V National Encuentro of Hispanic/Latino Ministry

“Awake, O sleeper, and arise from the dead, and Christ will give you light.” (Ephesians 5:14)

At the end of the old movie Tora, Tora, Tora, Admiral Isoruko Yamamoto of the Japanese Navy is informed of the success of his surprise attack on the United States Navy in the port of Pearl Harbor. In that same scene he tells his officers, “I am afraid we have awakened a giant.” After experiencing the profound faith of the Hispanic people in the United States, during the V National Encuentro of Hispanic/Latino Ministry, recently held in Grapevine, Texas, I would venture to paraphrase that expression as “Thank God we are awakening the giant.”

The youthful Hispanic community is awakening with all its energy, all its enthusiasm, to fight as a joyful and loving army of the church of Christ in the United States. The Hispanic community is a giant that should not be feared, it is a giant who has awakened with a great desire to serve. It is a young giant who has not yet finished growing, and for this reason it continues to discover its potential day after day, surprise after surprise, stumble after stumble, service after service, longing after longing.

Without a doubt, the faith of this affable giant is greater than itself. This giant has been shaped with beautiful and gentle characteristics, taken after Our Lady of Guadalupe. With her tenderness, Mary consolidated Juan Diego’s soul, the youngest of her children. She granted him his new mission; she transformed him into a daring missionary disciple, to create a new race. A race that is tender and at the same time surprisingly courageous.

Like the disciples on the road to Emmaus, this giant is opening its eyes to a new reality, a new responsibility and a new challenge of service in this land. As in Emmaus, this gathering has left the Hispanic giant not only awake but with a burning heart, which drives this giant to be a burning torch for others throughout the United States.

After the V Encuentro, the disciples understood the Scriptures with a new depth. This new depth helped them rediscover that even suffering and death are part of God’s saving plan for his people.

The growing Hispanic community that has awakened knows of its responsibility to avoid a state of somnolence and also knows that it must be a joyful missionary showing that Jesus is alive. The giant knows that the tomb is empty, that death was not able to keep Jesus, and this joy is renewed each time we share the bread in the Eucharist. This giant knows that its strength is in the tireless march as a community. Like the disciples of Emmaus, the Hispanic community now has a deeper understanding of its mission and wants to responsibly face the challenge of preparing new leaders to evangelize the multicultural church in the United States.

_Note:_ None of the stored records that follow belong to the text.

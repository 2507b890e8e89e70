use crate::error::CollectorError;
use log::warn;
use std::fs;
use std::io::ErrorKind;
use std::path::{Path, PathBuf};

/// Prefix of every offset file name
pub const OFFSET_FILE_PREFIX: &str = ".last_offset_";

/// Persistence for per-file read cursors
///
/// Implementations must return `0` for a path that has never been saved.
#[cfg_attr(test, mockall::automock)]
pub trait OffsetStore: Send + Sync {
    /// Last persisted byte offset for `path`
    fn load(&self, path: &Path) -> Result<u64, CollectorError>;

    /// Persist `offset` as the new cursor for `path`
    fn save(&self, path: &Path, offset: u64) -> Result<(), CollectorError>;
}

/// Stores each cursor as a decimal number in its own file under a directory
#[derive(Debug, Clone)]
pub struct FileOffsetStore {
    dir: PathBuf,
}

impl FileOffsetStore {
    pub fn new(dir: impl Into<PathBuf>) -> Self {
        Self { dir: dir.into() }
    }

    /// Location of the offset file for `path`
    pub fn offset_file(&self, path: &Path) -> PathBuf {
        self.dir.join(format!(
            "{}{}",
            OFFSET_FILE_PREFIX,
            sanitize_path(&path.to_string_lossy())
        ))
    }
}

impl OffsetStore for FileOffsetStore {
    fn load(&self, path: &Path) -> Result<u64, CollectorError> {
        let file = self.offset_file(path);
        let content = match fs::read_to_string(&file) {
            Ok(content) => content,
            Err(e) if e.kind() == ErrorKind::NotFound => return Ok(0),
            Err(e) => {
                return Err(CollectorError::Read {
                    path: file,
                    source: e,
                })
            }
        };

        match content.trim().parse::<u64>() {
            Ok(offset) => Ok(offset),
            Err(_) => {
                warn!(
                    "Ignoring unreadable offset {:?} in {}, starting {} from the beginning",
                    content.trim(),
                    file.display(),
                    path.display()
                );
                Ok(0)
            }
        }
    }

    fn save(&self, path: &Path, offset: u64) -> Result<(), CollectorError> {
        let persist_err = |e: std::io::Error| CollectorError::OffsetPersist {
            path: path.to_path_buf(),
            reason: e.to_string(),
        };

        fs::create_dir_all(&self.dir).map_err(persist_err)?;

        // Write then rename so a crash never leaves a half-written cursor
        let file = self.offset_file(path);
        let mut tmp = file.clone().into_os_string();
        tmp.push(".tmp");
        let tmp = PathBuf::from(tmp);
        fs::write(&tmp, offset.to_string()).map_err(persist_err)?;
        fs::rename(&tmp, &file).map_err(persist_err)?;
        Ok(())
    }
}

/// Flatten a path into a single file name component
pub fn sanitize_path(path: &str) -> String {
    path.chars()
        .map(|c| match c {
            '/' | '\\' | ':' => '_',
            other => other,
        })
        .collect()
}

The giant that is awakening has the same characteristics of St. Juan Diego. It is young, bicultural, bilingual, gentle, faithful, fearless, grateful, generous; it is humble to acknowledge its shortcomings and astute enough to always find a way to deliver the message entrusted to it.

During the V Encuentro, someone beautifully suggested that we have to follow the example of St. Juan Diego. As a layman, he assumed his mission of being sent to the bishop with a heavenly message, demanding to build a new church where heaven promised to “listen” to its children. Thanks to Juan Diego, the hierarchy was awakened to new way of evangelization of the indigenous people. Our people are now also awakening the episcopacy of the United States to a new way of evangelizing that is less formal and programmatic but more affective and relational.

More than 50 years ago, the universal church opened its windows to the new winds of the Holy Spirit with the Vatican II Council. I believe that here in the United States, during the V Encuentro, the Holy Spirit gave us a tender caress full of joy, love and enthusiasm.

Do not be afraid of this gentle giant whose only desire is to be sent in the name of the whole church of Christ.